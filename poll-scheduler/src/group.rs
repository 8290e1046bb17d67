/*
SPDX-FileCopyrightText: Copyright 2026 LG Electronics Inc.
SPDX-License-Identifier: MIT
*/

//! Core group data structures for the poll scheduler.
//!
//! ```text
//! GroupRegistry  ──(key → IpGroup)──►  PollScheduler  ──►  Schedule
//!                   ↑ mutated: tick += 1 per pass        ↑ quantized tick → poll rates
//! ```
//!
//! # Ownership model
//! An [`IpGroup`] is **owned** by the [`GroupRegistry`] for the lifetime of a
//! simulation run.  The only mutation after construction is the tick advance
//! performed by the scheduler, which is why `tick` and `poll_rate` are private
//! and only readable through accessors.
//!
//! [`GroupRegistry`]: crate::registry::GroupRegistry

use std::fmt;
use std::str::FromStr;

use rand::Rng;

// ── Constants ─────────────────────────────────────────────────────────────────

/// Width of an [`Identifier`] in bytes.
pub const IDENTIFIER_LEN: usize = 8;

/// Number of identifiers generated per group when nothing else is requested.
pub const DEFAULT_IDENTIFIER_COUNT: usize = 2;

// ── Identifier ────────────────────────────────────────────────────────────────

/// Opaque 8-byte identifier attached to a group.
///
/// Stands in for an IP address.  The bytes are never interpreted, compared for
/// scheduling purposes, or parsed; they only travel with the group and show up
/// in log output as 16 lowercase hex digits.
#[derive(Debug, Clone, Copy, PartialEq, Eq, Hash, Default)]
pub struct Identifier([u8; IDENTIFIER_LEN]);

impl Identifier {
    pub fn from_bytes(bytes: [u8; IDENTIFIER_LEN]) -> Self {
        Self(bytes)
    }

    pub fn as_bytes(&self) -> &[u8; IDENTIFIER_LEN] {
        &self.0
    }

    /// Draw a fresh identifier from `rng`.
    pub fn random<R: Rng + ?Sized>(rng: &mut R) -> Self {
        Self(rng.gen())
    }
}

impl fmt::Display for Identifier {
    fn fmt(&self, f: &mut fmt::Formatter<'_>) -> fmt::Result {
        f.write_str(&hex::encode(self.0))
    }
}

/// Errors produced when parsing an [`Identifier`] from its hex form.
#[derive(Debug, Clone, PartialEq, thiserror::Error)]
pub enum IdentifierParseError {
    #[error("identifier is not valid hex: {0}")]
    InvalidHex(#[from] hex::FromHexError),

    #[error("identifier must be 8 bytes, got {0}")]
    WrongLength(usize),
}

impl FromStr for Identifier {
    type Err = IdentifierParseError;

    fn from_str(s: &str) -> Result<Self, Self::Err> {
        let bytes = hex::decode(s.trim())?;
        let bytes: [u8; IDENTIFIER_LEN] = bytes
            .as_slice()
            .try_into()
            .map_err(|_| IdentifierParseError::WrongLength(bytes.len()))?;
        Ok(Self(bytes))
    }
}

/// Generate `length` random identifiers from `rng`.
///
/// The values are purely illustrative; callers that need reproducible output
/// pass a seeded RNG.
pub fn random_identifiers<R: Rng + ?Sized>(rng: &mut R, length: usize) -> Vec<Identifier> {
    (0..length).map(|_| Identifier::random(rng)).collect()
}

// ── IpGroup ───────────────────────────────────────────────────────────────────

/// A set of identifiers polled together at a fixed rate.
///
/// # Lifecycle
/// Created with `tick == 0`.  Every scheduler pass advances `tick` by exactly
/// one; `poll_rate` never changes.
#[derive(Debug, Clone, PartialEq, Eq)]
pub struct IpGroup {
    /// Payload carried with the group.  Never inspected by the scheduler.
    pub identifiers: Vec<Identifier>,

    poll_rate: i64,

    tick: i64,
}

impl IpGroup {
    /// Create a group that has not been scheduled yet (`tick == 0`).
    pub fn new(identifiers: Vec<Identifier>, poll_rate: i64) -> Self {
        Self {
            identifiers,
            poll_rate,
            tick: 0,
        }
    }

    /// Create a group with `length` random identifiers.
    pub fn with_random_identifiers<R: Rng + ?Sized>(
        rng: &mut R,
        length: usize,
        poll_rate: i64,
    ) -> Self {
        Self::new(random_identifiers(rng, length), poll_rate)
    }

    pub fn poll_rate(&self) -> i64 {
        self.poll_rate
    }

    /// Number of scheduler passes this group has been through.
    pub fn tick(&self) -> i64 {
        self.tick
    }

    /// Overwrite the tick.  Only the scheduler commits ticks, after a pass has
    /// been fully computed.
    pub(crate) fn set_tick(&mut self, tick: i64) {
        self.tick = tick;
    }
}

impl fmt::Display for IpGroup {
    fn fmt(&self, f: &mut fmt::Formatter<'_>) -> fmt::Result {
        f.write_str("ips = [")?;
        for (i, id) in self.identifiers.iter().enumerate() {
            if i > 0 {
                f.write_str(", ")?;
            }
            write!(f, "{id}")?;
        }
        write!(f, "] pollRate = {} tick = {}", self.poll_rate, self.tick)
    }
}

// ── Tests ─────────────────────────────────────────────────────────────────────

________________

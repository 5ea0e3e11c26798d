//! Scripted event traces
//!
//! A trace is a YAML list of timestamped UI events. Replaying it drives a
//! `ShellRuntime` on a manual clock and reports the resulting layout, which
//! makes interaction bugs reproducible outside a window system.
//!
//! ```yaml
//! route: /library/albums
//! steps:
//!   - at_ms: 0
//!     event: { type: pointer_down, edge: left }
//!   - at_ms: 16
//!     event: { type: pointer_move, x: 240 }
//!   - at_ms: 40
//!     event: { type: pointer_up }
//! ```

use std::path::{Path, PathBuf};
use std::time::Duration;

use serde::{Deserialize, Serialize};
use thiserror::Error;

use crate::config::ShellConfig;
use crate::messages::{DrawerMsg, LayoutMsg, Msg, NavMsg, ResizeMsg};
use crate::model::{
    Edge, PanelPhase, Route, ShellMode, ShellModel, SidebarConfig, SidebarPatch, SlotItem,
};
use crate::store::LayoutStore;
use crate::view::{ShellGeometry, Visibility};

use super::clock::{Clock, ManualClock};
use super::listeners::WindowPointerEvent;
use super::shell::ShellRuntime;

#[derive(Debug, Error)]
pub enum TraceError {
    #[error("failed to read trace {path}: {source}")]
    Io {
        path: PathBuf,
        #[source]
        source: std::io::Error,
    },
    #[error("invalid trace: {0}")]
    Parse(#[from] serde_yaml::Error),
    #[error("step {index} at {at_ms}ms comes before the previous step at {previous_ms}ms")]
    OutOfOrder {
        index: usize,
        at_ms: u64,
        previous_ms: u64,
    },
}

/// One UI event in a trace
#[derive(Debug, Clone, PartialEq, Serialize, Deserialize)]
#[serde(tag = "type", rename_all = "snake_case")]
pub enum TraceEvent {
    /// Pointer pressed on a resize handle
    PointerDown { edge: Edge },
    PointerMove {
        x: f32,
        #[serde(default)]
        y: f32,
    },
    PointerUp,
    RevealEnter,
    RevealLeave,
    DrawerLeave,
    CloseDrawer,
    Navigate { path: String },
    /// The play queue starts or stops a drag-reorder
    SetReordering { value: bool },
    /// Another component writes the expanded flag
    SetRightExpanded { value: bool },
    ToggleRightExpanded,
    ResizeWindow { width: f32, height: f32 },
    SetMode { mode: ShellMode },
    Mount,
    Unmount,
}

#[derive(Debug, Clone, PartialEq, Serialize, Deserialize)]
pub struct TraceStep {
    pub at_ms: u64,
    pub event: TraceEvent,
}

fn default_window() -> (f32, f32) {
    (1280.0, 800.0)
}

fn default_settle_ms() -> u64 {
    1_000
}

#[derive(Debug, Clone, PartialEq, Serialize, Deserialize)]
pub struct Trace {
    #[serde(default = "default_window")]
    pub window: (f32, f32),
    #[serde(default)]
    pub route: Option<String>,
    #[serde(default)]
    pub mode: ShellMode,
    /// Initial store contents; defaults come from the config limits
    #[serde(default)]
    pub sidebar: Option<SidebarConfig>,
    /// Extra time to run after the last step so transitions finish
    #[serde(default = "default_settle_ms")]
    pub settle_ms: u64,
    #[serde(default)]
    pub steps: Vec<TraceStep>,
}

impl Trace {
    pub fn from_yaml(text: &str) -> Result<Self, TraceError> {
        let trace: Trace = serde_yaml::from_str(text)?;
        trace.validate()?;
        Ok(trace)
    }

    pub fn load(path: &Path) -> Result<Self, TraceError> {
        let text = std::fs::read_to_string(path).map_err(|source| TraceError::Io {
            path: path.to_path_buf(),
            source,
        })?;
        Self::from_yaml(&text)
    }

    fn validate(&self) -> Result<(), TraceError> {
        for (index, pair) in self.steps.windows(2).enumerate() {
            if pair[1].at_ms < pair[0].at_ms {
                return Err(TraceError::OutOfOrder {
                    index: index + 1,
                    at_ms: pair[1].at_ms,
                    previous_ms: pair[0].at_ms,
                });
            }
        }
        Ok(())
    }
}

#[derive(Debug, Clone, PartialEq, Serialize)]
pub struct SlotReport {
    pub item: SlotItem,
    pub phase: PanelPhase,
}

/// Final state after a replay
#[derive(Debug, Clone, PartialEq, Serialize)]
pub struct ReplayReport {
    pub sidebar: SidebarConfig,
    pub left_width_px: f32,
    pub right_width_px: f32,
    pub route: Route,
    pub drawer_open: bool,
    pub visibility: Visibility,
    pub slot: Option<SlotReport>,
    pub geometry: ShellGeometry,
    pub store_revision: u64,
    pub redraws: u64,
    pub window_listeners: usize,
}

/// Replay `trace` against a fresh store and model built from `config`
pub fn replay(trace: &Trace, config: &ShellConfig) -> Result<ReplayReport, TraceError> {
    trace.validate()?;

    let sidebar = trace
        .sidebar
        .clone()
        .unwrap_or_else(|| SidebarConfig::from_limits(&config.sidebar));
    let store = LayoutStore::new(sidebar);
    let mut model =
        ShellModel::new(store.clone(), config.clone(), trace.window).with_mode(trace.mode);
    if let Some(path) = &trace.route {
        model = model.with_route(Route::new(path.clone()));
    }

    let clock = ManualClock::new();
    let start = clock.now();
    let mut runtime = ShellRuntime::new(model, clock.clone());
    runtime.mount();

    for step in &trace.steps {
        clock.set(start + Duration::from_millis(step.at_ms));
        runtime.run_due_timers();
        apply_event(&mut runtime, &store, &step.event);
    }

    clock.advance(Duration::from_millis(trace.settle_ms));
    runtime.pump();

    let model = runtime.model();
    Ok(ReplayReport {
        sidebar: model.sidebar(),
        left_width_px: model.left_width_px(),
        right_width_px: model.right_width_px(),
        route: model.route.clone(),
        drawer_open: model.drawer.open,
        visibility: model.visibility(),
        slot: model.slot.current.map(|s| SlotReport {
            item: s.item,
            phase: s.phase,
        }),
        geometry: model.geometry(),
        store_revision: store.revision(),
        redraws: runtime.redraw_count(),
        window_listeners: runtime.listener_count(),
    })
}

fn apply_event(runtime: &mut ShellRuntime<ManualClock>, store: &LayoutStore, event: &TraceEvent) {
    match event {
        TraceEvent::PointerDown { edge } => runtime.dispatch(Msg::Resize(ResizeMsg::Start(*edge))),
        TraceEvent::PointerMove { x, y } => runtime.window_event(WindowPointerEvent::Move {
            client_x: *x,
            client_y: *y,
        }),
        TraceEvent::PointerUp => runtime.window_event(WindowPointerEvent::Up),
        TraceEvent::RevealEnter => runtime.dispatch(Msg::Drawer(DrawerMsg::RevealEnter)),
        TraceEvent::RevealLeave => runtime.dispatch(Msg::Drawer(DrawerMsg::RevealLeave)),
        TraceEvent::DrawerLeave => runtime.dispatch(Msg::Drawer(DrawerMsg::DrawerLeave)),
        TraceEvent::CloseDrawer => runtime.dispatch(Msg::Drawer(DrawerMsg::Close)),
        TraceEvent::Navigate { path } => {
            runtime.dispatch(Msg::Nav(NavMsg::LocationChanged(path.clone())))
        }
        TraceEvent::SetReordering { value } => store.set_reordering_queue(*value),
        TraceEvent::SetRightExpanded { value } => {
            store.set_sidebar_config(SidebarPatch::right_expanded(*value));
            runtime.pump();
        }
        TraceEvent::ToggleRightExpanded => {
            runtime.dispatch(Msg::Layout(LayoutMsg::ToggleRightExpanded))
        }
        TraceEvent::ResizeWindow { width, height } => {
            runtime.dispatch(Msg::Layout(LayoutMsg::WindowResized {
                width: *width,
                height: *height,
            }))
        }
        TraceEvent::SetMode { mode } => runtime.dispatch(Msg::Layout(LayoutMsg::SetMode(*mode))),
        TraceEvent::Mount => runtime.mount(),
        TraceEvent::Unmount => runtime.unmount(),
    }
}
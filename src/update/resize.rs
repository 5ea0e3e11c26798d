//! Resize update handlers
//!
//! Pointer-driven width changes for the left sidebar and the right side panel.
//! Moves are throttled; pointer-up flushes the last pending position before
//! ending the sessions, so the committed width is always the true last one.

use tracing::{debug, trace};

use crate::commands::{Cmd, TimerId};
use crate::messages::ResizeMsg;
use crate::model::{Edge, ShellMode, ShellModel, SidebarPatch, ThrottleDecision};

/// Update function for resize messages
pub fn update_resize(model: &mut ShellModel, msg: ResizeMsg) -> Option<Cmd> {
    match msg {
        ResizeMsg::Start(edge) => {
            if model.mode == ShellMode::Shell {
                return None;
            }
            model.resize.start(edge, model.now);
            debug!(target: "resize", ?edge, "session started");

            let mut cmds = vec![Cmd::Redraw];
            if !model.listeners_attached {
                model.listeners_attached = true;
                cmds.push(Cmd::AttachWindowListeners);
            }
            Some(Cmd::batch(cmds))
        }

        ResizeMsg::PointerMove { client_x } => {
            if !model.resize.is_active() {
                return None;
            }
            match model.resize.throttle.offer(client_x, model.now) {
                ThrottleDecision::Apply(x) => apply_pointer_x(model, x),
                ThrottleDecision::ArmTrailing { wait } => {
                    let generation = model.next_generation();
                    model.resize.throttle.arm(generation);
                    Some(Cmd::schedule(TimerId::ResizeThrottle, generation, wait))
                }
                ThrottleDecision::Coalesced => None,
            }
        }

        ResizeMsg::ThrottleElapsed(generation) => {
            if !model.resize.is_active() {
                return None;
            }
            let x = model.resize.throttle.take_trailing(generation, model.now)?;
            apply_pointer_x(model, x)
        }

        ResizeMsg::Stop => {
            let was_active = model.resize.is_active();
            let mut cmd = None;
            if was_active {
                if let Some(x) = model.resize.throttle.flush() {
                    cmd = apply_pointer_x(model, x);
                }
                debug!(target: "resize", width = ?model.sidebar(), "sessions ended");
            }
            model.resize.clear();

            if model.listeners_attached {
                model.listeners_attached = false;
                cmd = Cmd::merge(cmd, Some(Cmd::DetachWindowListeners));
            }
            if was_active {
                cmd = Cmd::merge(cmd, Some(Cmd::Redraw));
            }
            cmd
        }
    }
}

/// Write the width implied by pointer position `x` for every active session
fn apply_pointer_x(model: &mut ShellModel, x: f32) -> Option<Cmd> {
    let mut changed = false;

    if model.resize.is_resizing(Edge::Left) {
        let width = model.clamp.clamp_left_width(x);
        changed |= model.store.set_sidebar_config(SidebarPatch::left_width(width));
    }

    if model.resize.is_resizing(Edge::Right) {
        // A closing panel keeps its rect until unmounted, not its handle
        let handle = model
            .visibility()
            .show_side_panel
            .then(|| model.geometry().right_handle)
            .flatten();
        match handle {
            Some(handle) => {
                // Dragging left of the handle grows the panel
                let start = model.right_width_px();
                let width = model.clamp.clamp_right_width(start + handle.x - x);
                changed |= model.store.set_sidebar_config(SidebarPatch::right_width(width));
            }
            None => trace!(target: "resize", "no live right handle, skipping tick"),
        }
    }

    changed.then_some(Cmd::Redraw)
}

________________

EXERCISE:
Find the string "SetReordering" in the material above, and report every line where it occurs.

SOLUTION:
    SetReordering { value: bool },
        TraceEvent::SetReordering { value } => store.set_reordering_queue(*value),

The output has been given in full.